EsakaK/LSSVC - Githubissues

LSSVC: A Learned Spatially Scalable Video Coding Scheme

Official Pytorch implementation for LSSVC: A Learned Spatially Scalable Video Coding Scheme

Prerequisites

Python 3.6
CUDA if want to use GPU for acceleration
cudatoolkit=11.3
pytorch==1.10.1
torchvision==0.11.2
pytorch-msssim==0.2.1
bd-metric==0.9.0

Build the project

We only provide the test script with real bitstream writing.
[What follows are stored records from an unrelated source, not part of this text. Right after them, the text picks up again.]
use leptos::*;

/// Runs `f` inside a fresh reactive runtime that is disposed afterwards.
pub fn with_runtime<T>(f: impl FnOnce() -> T) -> T {
    let runtime = create_runtime();
    let result = f();
    runtime.dispose();
    result
}

/// Renders `view` to HTML with resource fetching disabled, so resources
/// render their loading branch instead of hitting the network.
pub fn render_to_string<F, N>(view: F) -> String
where
    F: FnOnce() -> N + 'static,
    N: IntoView + 'static,
{
    leptos_reactive::suppress_resource_load(true);
    let html = with_runtime(|| view().into_view().render_to_string().to_string());
    leptos_reactive::suppress_resource_load(false);
    html
}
Please build the C++ code to test with actual bitstream writing.

On Linux

sudo apt-get install cmake g++
cd src
mkdir build
cd build
conda activate $YOUR_PY36_ENV_NAME
cmake ../cpp -DCMAKE_BUILD_TYPE=Release
make -j

Comparing with other method

RD curve with intra period 12

RD curve with intra period 32

Pretrained models

We provide our pretrained models:

Scalable Intra models (IntraSS)
Scalable Inter models (LSSVC)

IntraSS is a degraded version of LSSVC without interframe references.

Command Lines

We provide the command lines of the encoder and decoder of HM-18.0, VTM-21.2, and SHM. The VTM-21.2 is utilized for both simulcast coding and two-layer scalable coding in our experiments.

simulcast coding

For simulcast encoding and decoding, it involves performing two separate single-layer encoding and decoding processes. Here, we summarize the command lines used for single-layer coding.

HM-18.0 Encoder

TAppEncoder
-c encoder_lowdelay_main.cfg
--IntraPeriod={intra period}
--FramesToBeEncoded=96
--InputFile={input file name}
--FrameRate={frame rate}
--SourceWidth={width}
--SourceHeight={height}
--InputBitDepth=8
--InputChromaFormat=420
--DecodingRefreshType=2
--ConformanceWindowMode=1
--QP={qp}
--BitstreamFile={bitstream file name}

HM-18.0 Decoder

TAppDecoder 
-b {bitstream file name}
-o {reconstructed file name}

VTM-21.2 Encoder

EncoderApp
-c encoder_lowdelay_vtm.cfg
--IntraPeriod={intra period}
--FramesToBeEncoded=96
--InputFile={input file name}
--FrameRate={frame rate}
--SourceWidth={width}
--SourceHeight={height}
--InputBitDepth=8
--InputChromaFormat=420
--DecodingRefreshType=2
--OutputBitDepth=8
--QP={qp}
--BitstreamFile={bitstream file name}

VTM-21.2 Decoder

DecoderApp 
-b {bitstream file name}
-o {reconstructed file name}

two-layer coding

SHM-12.4 Encoder

TAppEncoder
-c encoder_lowdelay_scalable.cfg
-c layers.cfg
--IntraPeriod0={intra period of layer0}
--InputFile0={input file name of layer0}
--FrameRate0={frame rate of layer0}
--SourceWidth0={width of layer0}
--SourceHeight0={height of layer0}
--QP0={qp of layer0}
--IntraPeriod1={intra period of layer1}
--InputFile1={input file name of layer1}
--FrameRate1={frame rate of layer1}
--SourceWidth1={width of layer1}
--SourceHeight1={height of layer1}
--QP1={qp of layer1}
--FramesToBeEncoded=96
--InputBitDepth=8
--InputChromaFormat=420
--DecodingRefreshType=2
--BitstreamFile={bitstream file name}

SHM-12.4 Decoder

TAppDecoder 
-b {bitstream file name}
-o {reconstructed file name}